_Records for this task:_
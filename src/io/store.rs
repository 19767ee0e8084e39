//! Concurrent in-memory image storage keyed by opaque handles
//!
//! Entries are insert-once and immutable afterwards: storing mints a fresh
//! handle, and no operation ever replaces or mutates stored bytes. Reads
//! from concurrent in-flight generations share the bytes through `Arc`.

use std::collections::HashMap;
use std::fmt;
use std::sync::atomic::{AtomicU64, Ordering};
use std::sync::{Arc, PoisonError, RwLock};

/// Opaque identifier for a stored image
#[derive(Debug, Clone, PartialEq, Eq, Hash)]
pub struct ImageHandle(String);

impl ImageHandle {
    /// Wrap a raw identifier string
    pub fn new(id: impl Into<String>) -> Self {
        Self(id.into())
    }

    /// The identifier as a string slice
    pub fn as_str(&self) -> &str {
        &self.0
    }
}

impl fmt::Display for ImageHandle {
    fn fmt(&self, f: &mut fmt::Formatter<'_>) -> fmt::Result {
        f.write_str(&self.0)
    }
}

/// Insert-once concurrent byte store feeding the image sampler
#[derive(Debug, Default)]
pub struct ImageStore {
    images: RwLock<HashMap<ImageHandle, Arc<[u8]>>>,
    names: RwLock<HashMap<ImageHandle, String>>,
    next_id: AtomicU64,
}

impl ImageStore {
    /// Create an empty store
    pub fn new() -> Self {
        Self::default()
    }

    /// Store image bytes under a freshly minted handle
    ///
    /// The original filename is retained as metadata for display purposes.
    pub fn store(&self, bytes: Vec<u8>, original_name: &str) -> ImageHandle {
        let id = self.next_id.fetch_add(1, Ordering::Relaxed);
        let handle = ImageHandle(format!("img-{id:08x}"));

        self.images
            .write()
            .unwrap_or_else(PoisonError::into_inner)
            .insert(handle.clone(), Arc::from(bytes));
        self.names
            .write()
            .unwrap_or_else(PoisonError::into_inner)
            .insert(handle.clone(), original_name.to_string());

        handle
    }

    /// Whether a handle resolves to stored bytes
    pub fn exists(&self, handle: &ImageHandle) -> bool {
        self.images
            .read()
            .unwrap_or_else(PoisonError::into_inner)
            .contains_key(handle)
    }

    /// Fetch the bytes stored under a handle
    pub fn fetch(&self, handle: &ImageHandle) -> Option<Arc<[u8]>> {
        self.images
            .read()
            .unwrap_or_else(PoisonError::into_inner)
            .get(handle)
            .cloned()
    }

    /// Original filename recorded when the image was stored
    pub fn original_name(&self, handle: &ImageHandle) -> Option<String> {
        self.names
            .read()
            .unwrap_or_else(PoisonError::into_inner)
            .get(handle)
            .cloned()
    }

    /// Number of stored images
    pub fn len(&self) -> usize {
        self.images
            .read()
            .unwrap_or_else(PoisonError::into_inner)
            .len()
    }

    /// Whether the store holds no images
    pub fn is_empty(&self) -> bool {
        self.len() == 0
    }
}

_Task directions:_ Go through the records and print each one exactly.

_Answer area:_
filename src/io/store.rs
repository 19767ee0e8084e39
//! Concurrent in-memory image storage keyed by opaque handles
//!
//! Entries are insert-once and immutable afterwards: storing mints a fresh
//! handle, and no operation ever replaces or mutates stored bytes. Reads
//! from concurrent in-flight generations share the bytes through `Arc`.

use std::collections::HashMap;
use std::fmt;
use std::sync::atomic::{AtomicU64, Ordering};
use std::sync::{Arc, PoisonError, RwLock};

/// Opaque identifier for a stored image
#[derive(Debug, Clone, PartialEq, Eq, Hash)]
pub struct ImageHandle(String);

impl ImageHandle {
    /// Wrap a raw identifier string
    pub fn new(id: impl Into<String>) -> Self {
        Self(id.into())
    }

    /// The identifier as a string slice
    pub fn as_str(&self) -> &str {
        &self.0
    }
}

impl fmt::Display for ImageHandle {
    fn fmt(&self, f: &mut fmt::Formatter<'_>) -> fmt::Result {
        f.write_str(&self.0)
    }
}

/// Insert-once concurrent byte store feeding the image sampler
#[derive(Debug, Default)]
pub struct ImageStore {
    images: RwLock<HashMap<ImageHandle, Arc<[u8]>>>,
    names: RwLock<HashMap<ImageHandle, String>>,
    next_id: AtomicU64,
}

impl ImageStore {
    /// Create an empty store
    pub fn new() -> Self {
        Self::default()
    }

    /// Store image bytes under a freshly minted handle
    ///
    /// The original filename is retained as metadata for display purposes.
    pub fn store(&self, bytes: Vec<u8>, original_name: &str) -> ImageHandle {
        let id = self.next_id.fetch_add(1, Ordering::Relaxed);
        let handle = ImageHandle(format!("img-{id:08x}"));

        self.images
            .write()
            .unwrap_or_else(PoisonError::into_inner)
            .insert(handle.clone(), Arc::from(bytes));
        self.names
            .write()
            .unwrap_or_else(PoisonError::into_inner)
            .insert(handle.clone(), original_name.to_string());

        handle
    }

    /// Whether a handle resolves to stored bytes
    pub fn exists(&self, handle: &ImageHandle) -> bool {
        self.images
            .read()
            .unwrap_or_else(PoisonError::into_inner)
            .contains_key(handle)
    }

    /// Fetch the bytes stored under a handle
    pub fn fetch(&self, handle: &ImageHandle) -> Option<Arc<[u8]>> {
        self.images
            .read()
            .unwrap_or_else(PoisonError::into_inner)
            .get(handle)
            .cloned()
    }

    /// Original filename recorded when the image was stored
    pub fn original_name(&self, handle: &ImageHandle) -> Option<String> {
        self.names
            .read()
            .unwrap_or_else(PoisonError::into_inner)
            .get(handle)
            .cloned()
    }

    /// Number of stored images
    pub fn len(&self) -> usize {
        self.images
            .read()
            .unwrap_or_else(PoisonError::into_inner)
            .len()
    }

    /// Whether the store holds no images
    pub fn is_empty(&self) -> bool {
        self.len() == 0
    }
}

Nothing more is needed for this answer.